▶ _Task requirements_
Exactly as they appear below, repeat the lines from the one with "Gzip Integration Tests" through the one with "fn payloads() ->", and no others.

Stored data:
* * * * * * *
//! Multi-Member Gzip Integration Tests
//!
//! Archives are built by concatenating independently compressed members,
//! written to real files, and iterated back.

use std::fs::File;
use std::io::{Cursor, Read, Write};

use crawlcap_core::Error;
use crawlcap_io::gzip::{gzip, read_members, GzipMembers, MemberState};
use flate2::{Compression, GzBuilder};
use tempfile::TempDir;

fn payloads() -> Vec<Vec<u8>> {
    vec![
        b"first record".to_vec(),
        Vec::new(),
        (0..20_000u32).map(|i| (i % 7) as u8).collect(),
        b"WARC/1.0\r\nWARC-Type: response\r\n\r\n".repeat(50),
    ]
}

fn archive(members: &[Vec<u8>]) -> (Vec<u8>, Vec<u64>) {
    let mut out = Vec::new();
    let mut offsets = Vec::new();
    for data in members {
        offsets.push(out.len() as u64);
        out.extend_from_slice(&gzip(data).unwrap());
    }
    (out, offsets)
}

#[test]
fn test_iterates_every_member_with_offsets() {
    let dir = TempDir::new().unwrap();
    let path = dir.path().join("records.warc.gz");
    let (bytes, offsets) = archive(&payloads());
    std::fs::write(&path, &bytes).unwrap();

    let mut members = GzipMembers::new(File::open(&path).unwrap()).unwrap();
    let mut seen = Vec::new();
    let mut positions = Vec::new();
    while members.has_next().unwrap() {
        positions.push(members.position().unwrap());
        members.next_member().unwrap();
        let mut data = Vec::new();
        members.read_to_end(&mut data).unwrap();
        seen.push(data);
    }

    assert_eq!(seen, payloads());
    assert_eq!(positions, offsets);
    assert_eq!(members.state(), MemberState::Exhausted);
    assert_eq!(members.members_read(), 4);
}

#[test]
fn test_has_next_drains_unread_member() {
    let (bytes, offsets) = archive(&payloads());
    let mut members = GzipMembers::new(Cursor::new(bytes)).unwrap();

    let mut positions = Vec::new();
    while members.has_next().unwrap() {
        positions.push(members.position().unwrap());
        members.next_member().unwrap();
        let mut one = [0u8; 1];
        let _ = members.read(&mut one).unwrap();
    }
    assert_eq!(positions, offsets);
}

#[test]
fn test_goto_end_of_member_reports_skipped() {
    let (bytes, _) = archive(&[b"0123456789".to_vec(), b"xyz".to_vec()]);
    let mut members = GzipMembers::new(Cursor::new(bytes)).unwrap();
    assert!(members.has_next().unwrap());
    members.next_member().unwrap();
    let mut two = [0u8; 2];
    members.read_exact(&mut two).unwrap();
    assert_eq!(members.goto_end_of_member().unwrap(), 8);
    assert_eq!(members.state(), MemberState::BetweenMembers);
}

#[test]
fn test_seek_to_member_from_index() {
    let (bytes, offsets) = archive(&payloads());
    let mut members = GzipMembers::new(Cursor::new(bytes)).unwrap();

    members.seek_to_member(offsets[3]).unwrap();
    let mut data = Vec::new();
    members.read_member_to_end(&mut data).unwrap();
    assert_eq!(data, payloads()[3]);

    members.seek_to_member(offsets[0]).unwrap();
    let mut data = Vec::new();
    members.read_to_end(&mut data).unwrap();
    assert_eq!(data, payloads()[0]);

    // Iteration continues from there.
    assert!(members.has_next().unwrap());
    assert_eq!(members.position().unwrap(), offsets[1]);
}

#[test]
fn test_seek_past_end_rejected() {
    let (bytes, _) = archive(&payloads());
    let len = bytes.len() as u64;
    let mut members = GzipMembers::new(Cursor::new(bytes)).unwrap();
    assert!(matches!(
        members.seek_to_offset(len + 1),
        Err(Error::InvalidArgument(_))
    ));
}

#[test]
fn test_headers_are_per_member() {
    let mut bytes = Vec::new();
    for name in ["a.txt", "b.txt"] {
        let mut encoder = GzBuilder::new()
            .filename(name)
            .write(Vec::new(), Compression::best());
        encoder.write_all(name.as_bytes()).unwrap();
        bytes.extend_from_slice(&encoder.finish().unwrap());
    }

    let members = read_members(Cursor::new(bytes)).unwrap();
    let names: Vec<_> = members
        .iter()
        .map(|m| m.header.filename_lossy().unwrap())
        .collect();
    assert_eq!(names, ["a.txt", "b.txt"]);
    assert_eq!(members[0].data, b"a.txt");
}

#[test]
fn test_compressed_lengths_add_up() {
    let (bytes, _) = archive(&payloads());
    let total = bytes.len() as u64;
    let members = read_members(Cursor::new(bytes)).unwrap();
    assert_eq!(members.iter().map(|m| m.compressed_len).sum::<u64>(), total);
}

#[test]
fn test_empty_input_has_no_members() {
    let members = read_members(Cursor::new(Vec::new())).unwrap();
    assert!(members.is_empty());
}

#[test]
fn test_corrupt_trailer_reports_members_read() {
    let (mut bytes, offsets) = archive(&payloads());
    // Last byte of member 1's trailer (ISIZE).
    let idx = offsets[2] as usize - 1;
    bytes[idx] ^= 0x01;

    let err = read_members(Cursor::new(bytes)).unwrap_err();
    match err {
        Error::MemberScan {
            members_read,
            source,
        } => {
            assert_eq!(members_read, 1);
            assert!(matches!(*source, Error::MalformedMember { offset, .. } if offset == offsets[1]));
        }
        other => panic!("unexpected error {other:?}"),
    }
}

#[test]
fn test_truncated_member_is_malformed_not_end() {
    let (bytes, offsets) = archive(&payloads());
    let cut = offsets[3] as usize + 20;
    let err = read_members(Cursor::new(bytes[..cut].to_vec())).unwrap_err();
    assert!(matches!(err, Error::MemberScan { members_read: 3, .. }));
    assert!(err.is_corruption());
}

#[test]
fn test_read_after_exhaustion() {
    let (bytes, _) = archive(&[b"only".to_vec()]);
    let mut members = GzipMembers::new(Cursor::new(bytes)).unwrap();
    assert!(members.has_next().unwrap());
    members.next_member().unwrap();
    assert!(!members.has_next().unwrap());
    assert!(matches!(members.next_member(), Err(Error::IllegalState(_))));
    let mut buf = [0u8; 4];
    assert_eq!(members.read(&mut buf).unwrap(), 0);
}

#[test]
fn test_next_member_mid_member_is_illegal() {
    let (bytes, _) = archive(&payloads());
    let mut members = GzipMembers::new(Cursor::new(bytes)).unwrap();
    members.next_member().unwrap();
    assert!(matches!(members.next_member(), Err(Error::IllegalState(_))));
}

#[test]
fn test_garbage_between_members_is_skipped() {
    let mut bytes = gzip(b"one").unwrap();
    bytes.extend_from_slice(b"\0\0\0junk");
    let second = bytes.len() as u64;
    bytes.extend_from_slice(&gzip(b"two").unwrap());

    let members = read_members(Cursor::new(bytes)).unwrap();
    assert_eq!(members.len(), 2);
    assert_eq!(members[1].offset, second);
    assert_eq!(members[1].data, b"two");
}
* * * * * * *
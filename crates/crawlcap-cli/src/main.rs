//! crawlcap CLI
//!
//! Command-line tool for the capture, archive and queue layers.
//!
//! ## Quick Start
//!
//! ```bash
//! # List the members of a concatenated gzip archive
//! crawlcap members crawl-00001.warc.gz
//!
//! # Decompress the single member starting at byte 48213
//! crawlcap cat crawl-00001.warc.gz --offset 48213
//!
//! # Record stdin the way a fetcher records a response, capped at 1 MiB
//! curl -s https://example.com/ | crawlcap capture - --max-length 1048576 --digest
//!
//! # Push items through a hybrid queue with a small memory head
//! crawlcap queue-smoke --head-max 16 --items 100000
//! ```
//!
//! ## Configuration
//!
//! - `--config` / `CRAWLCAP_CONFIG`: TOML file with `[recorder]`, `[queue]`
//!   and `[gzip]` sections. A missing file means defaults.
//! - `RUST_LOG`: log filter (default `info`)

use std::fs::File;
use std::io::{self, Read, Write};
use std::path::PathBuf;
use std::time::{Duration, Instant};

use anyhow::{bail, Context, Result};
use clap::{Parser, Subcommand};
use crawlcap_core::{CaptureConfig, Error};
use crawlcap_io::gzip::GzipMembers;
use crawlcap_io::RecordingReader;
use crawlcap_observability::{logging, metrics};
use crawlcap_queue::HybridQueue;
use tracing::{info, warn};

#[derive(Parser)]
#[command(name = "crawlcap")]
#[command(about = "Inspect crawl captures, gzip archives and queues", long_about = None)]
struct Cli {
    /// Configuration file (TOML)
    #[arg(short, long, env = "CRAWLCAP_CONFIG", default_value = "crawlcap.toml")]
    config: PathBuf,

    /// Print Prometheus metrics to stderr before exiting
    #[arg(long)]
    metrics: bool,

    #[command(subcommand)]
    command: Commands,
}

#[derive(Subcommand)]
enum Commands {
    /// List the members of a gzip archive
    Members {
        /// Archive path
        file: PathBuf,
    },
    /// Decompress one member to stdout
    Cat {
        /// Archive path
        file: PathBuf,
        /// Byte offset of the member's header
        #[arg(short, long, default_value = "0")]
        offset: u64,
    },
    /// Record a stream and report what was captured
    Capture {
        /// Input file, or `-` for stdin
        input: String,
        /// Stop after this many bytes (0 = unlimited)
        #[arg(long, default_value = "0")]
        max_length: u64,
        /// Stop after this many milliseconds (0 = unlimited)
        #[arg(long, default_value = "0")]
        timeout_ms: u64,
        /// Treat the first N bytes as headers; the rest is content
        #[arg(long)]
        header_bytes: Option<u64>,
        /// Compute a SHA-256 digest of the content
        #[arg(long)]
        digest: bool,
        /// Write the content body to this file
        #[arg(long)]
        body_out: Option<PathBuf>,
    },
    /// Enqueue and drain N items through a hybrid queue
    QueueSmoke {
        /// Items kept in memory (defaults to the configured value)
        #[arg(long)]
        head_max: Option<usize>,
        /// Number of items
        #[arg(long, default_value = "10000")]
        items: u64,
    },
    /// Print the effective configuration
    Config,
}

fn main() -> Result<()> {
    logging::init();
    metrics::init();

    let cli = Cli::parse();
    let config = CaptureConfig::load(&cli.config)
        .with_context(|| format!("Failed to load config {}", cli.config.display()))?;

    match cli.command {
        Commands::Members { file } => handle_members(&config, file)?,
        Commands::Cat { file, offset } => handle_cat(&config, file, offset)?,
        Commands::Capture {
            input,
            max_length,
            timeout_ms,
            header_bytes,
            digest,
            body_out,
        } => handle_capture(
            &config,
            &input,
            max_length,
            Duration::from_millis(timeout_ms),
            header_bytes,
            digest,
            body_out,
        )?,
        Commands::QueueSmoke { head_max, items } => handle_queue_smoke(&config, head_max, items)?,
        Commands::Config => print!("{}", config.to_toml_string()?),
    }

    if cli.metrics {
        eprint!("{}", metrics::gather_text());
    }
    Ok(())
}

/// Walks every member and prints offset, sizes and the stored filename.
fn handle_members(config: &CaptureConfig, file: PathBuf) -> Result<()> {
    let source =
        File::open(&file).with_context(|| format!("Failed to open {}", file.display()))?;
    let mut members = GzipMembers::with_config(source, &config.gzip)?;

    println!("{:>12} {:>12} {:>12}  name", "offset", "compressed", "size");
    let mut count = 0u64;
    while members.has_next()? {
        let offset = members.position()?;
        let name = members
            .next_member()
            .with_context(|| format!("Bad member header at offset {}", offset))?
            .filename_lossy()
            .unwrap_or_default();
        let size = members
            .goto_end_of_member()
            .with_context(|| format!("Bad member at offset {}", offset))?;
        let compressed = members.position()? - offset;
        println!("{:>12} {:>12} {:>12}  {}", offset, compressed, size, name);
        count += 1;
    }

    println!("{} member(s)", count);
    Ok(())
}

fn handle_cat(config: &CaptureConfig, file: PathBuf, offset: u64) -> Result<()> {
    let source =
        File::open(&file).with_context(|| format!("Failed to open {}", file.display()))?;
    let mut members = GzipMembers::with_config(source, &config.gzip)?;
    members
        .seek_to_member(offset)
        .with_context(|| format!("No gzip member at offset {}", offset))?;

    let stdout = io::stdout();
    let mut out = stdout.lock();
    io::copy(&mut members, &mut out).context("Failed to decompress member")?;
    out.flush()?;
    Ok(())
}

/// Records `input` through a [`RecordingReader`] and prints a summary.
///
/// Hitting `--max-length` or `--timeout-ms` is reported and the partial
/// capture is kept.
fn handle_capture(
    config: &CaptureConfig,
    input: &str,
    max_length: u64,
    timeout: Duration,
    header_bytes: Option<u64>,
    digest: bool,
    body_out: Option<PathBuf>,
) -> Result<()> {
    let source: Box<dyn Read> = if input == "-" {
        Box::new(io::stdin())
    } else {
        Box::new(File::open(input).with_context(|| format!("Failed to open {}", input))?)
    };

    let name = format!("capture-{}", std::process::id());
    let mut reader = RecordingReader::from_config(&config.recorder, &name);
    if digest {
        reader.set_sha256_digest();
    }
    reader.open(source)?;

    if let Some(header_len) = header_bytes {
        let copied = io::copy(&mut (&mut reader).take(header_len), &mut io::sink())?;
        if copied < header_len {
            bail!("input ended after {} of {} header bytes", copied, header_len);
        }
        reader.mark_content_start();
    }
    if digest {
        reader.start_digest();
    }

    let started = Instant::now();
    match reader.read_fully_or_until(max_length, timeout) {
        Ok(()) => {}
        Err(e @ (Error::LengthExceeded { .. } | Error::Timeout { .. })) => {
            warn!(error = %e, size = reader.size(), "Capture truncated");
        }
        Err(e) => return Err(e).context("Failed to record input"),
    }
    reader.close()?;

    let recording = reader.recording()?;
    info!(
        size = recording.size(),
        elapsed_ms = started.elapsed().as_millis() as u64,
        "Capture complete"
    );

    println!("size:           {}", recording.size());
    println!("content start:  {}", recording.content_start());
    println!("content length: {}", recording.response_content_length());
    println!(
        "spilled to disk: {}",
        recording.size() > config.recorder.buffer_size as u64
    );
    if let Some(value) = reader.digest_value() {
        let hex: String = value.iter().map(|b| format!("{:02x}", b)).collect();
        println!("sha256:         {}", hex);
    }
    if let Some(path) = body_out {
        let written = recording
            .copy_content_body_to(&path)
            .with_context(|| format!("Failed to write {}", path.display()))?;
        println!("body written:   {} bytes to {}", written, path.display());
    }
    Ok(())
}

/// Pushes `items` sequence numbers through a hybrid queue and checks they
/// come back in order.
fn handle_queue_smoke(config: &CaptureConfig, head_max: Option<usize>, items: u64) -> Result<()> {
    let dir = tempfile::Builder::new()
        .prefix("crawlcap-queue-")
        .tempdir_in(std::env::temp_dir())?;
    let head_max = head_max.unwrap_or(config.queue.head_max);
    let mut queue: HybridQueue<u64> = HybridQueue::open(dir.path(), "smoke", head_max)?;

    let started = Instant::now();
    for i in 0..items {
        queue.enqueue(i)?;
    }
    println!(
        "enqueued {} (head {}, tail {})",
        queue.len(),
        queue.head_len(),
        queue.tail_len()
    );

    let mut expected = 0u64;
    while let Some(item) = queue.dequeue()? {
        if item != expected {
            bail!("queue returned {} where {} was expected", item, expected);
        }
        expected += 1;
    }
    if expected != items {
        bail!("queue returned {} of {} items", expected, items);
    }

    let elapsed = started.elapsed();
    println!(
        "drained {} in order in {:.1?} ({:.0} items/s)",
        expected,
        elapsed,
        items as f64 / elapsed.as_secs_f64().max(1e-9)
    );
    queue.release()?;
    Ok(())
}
* * * * * * *
▶ _Exercise response_
//! Multi-Member Gzip Integration Tests
//!
//! Archives are built by concatenating independently compressed members,
//! written to real files, and iterated back.

use std::fs::File;
use std::io::{Cursor, Read, Write};

use crawlcap_core::Error;
use crawlcap_io::gzip::{gzip, read_members, GzipMembers, MemberState};
use flate2::{Compression, GzBuilder};
use tempfile::TempDir;

fn payloads() -> Vec<Vec<u8>> {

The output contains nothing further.